//! Alt-text resolver: give every image a non-empty description, or mark it
//! decorative.
//!
//! Resolution order per image:
//!
//! 1. file missing or undecodable → `Unavailable` + a
//!    [`ConversionWarning::MalformedImageReference`]
//! 2. a real author caption (`![A bar chart](…)`) → `Caption`
//! 3. a following `Figure N: …` paragraph → `Caption`
//! 4. synthesis disabled → `Decorative`
//! 5. the [`AltTextSynthesizer`] → `Synthesized`, or on failure `Positional`
//!    + a [`ConversionWarning::AltTextSynthesisFailed`]
//!
//! Synthesis failures never abort the document.

use crate::config::ConversionConfig;
use crate::error::ConversionWarning;
use crate::model::{AltText, DocumentNode, ImageRef};
use once_cell::sync::Lazy;
use regex::Regex;
use std::path::{Path, PathBuf};
use thiserror::Error;
use tracing::{debug, warn};

/// Extensions tried when the referenced file is missing.
pub const IMAGE_EXTENSIONS: [&str; 4] = ["jpg", "jpeg", "png", "gif"];
/// Directory some OCR tools write images into, next to the Markdown.
pub const EXTRACTED_IMAGES_DIR: &str = "extracted_images";
/// Surrounding text handed to the synthesizer is cut to this many chars.
pub const MAX_CONTEXT_CHARS: usize = 300;

static RE_PLACEHOLDER_ALT: Lazy<Regex> =
    Lazy::new(|| Regex::new(r"(?i)^(img|image|figure|photo|screenshot)[-_ ]?\d*$").unwrap());
static RE_FIGURE_CAPTION: Lazy<Regex> =
    Lazy::new(|| Regex::new(r"(?i)^(figure|fig\.?)\s*\d*[:.\-]\s+").unwrap());
static RE_WHITESPACE: Lazy<Regex> = Lazy::new(|| Regex::new(r"\s+").unwrap());

/// Everything the collaborator gets to describe one image.
#[derive(Debug, Clone, PartialEq, Eq)]
pub struct AltTextRequest {
    /// Resolved, decodable image file.
    pub path: PathBuf,
    /// Reference as written in the Markdown.
    pub src: String,
    pub page: usize,
    /// Nearby heading or paragraph text.
    pub context: Option<String>,
}

/// Why a synthesis attempt produced no description.
#[derive(Debug, Error)]
pub enum SynthesisError {
    #[error("cannot read image '{path}': {detail}")]
    Image { path: PathBuf, detail: String },

    #[error("provider call failed after {retries} retries: {detail}")]
    ProviderFailed { retries: u32, detail: String },

    #[error("provider call timed out after {secs}s")]
    Timeout { secs: u64 },

    #[error("provider returned an empty description")]
    Empty,

    #[error("cannot drive the async provider call: {detail}")]
    Runtime { detail: String },
}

> _ACTION ITEM_
From the listing above, collect every line that mentions the word "paragraph".

> _EXERCISE RESPONSE_
//! 3. a following `Figure N: …` paragraph → `Caption`
    /// Nearby heading or paragraph text.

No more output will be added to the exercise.